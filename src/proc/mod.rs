//! Facilities for simulating a 6502-family processor.

mod mos6502;

pub use mos6502::{CALL_STACK_CAPACITY, Mos6502};

//===========================================================================//

/// A condition that pauses or halts the simulation.
#[derive(Clone, Copy, Debug, Eq, Hash, PartialEq)]
pub enum SimBreak {
    /// The processor executed a BRK instruction.  The interrupt sequence has
    /// already run, so the program counter now points at the IRQ handler.
    Break,
    /// The processor executed an instruction (with the given mnemonic and
    /// opcode) that halts the processor, and now the processor cannot continue
    /// until a reset and/or interrupt occurs.
    HaltOpcode(&'static str, u8),
}

//===========================================================================//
───
■ **WORK ORDER**
When a line contains the string "instruction", copy it from the records.

■ **PROBLEM SOLUTION**
    /// The processor executed a BRK instruction.  The interrupt sequence has
    /// The processor executed an instruction (with the given mnemonic and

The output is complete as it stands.